Guest Blog – Marc Raffel
Wie kann der Deutsche Tennissport den „Kerber-Effekt“ besser nutzen?
Seit etlichen Jahren beobachte ich bereits interessiert die Qualitätsstandards des Tennistrainings in deutschen Vereinen und kommerziellen Anlagen. Dazu habe ich viele Gespräche mit Tennisvorständen, Trainerkollegen, Sportlern sowie Jugendlichen und Eltern geführt. Ebenfalls habe ich die Spielniveaus auf Jugend- und Aktiventurnieren in den letzten Jahren überprüft und untersucht. Mein Fazit fällt ernüchternd aus: Trotz unserer neuen deutschen Vorbilder Angelique Kerber und Alexander Zverev fallen diverse Qualitätsdefizite auf. Die Folgen sind u.a. eine erhöhte „Drop-Out-Quote von Kindern und Jugendlichen sowie eine signifikant nachlassende qualitative und quantitative Leistungsbilanz. Sicherlich gelingt es immer wieder auch positive Beispiele und Sachverhalte zu finden, der allgemeine Trend absinkender Normen und mangelnder Spielfertigkeit ist jedoch nicht mehr zu übersehen.

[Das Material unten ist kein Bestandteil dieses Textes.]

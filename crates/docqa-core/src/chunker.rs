//! Sentence-grouped chunking of normalized text.

use crate::config::ChunkingSettings;

#[derive(Debug, Clone)]
pub struct Chunker {
    sentences_per_chunk: usize,
    min_chunk_chars: usize,
}

impl Default for Chunker {
    fn default() -> Self { Self::from(&ChunkingSettings::default()) }
}

impl From<&ChunkingSettings> for Chunker {
    fn from(s: &ChunkingSettings) -> Self { Self::new(s.sentences_per_chunk, s.min_chunk_chars) }
}

impl Chunker {
    pub fn new(sentences_per_chunk: usize, min_chunk_chars: usize) -> Self {
        Self { sentences_per_chunk: sentences_per_chunk.max(1), min_chunk_chars }
    }

    /// Split `text` into chunks of `sentences_per_chunk` sentences.
    ///
    /// Chunks shorter than `min_chunk_chars` characters are dropped. If none
    /// survive and the text is not blank, the whole trimmed text is the only
    /// chunk.
    pub fn chunk(&self, text: &str) -> Vec<String> {
        let sentences = split_sentences(text);
        let chunks: Vec<String> = sentences
            .chunks(self.sentences_per_chunk)
            .map(|group| group.join(" "))
            .filter(|chunk| chunk.chars().count() >= self.min_chunk_chars)
            .collect();
        if chunks.is_empty() {
            let trimmed = text.trim();
            if trimmed.is_empty() { return Vec::new(); }
            return vec![trimmed.to_string()];
        }
        chunks
    }
}

/// Split after `.`, `!` or `?` when followed by whitespace. Empty sentences are dropped.
pub fn split_sentences(text: &str) -> Vec<&str> {
    let mut sentences = Vec::new();
    let mut start = 0;
    let mut chars = text.char_indices().peekable();
    while let Some((_, c)) = chars.next() {
        if !matches!(c, '.' | '!' | '?') { continue; }
        let Some(&(next_i, next_c)) = chars.peek() else { break };
        if next_c.is_whitespace() {
            push_trimmed(&mut sentences, &text[start..next_i]);
            start = next_i;
        }
    }
    push_trimmed(&mut sentences, &text[start..]);
    sentences
}

fn push_trimmed<'a>(out: &mut Vec<&'a str>, s: &'a str) {
    let s = s.trim();
    if !s.is_empty() { out.push(s); }
}

#[cfg(test)]
mod tests {
    use super::*;
    use proptest::prelude::*;

    #[test]
    fn groups_two_sentences_per_chunk() {
        let text = "the first sentence is here. the second one follows! is this the third? yes and the fourth.";
        let chunks = Chunker::default().chunk(text);
        assert_eq!(chunks, vec![
            "the first sentence is here. the second one follows!".to_string(),
            "is this the third? yes and the fourth.".to_string(),
        ]);
    }

    #[test]
    fn remainder_forms_final_chunk() {
        let text = "alpha sentence number one. beta sentence number two. gamma sentence number three.";
        let chunks = Chunker::default().chunk(text);
        assert_eq!(chunks.len(), 2);
        assert_eq!(chunks[1], "gamma sentence number three.");
    }

    #[test]
    fn drops_short_chunks() {
        let text = "ok. fine. this chunk is certainly long enough. and so is this one here.";
        let chunks = Chunker::default().chunk(text);
        assert_eq!(chunks, vec!["this chunk is certainly long enough. and so is this one here.".to_string()]);
    }

    #[test]
    fn falls_back_to_whole_text() {
        assert_eq!(Chunker::default().chunk("  tiny.  "), vec!["tiny.".to_string()]);
        assert!(Chunker::default().chunk("   ").is_empty());
    }

    #[test]
    fn terminator_without_whitespace_does_not_split() {
        assert_eq!(split_sentences("version 1.2 is out. done"), vec!["version 1.2 is out.", "done"]);
    }

    proptest! {
        #[test]
        fn chunks_meet_minimum_or_are_the_fallback(text in "[a-z .!?]{0,200}") {
            let chunks = Chunker::default().chunk(&text);
            let fallback = chunks.len() == 1 && chunks[0] == text.trim();
            for chunk in &chunks {
                prop_assert!(chunk.chars().count() >= 20 || fallback);
            }
        }
    }
}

„Wo liegen die Gründe?“, frage ich mich. Natürlich spielen gesellschaftliche Faktoren wie z.B. die G 8 Schulpflicht und digitale Ablenkung eine Rolle. Diesen „Bremsfaktoren“ sind jedoch auch viele andere gesellschaftliche Bereiche ausgesetzt. Meiner Meinung nach liegt aber das eigentliche Problem mehr im Angebot, in der Gestaltung und der Durchführung des Tennisunterrichts bzw. des Tennistrainings. Immer mehr unausgebildete oder minderqualifizierte Kräfte bieten sich den meist klammen Vereinen als Übungsleiter an. Nach dem Motto „billig ist besser“ legt man offenbar weniger Wert auf Ausbildung, Studium und Referenzen, sondern viel mehr Wert auf niedrige Stundenhonorare und Unverbindlichkeit. Dies erscheint mir, aber als der komplett falsche Weg, der die Vereine und den Tennissport über kurz oder lang weiter in Bedrängnis bringen wird.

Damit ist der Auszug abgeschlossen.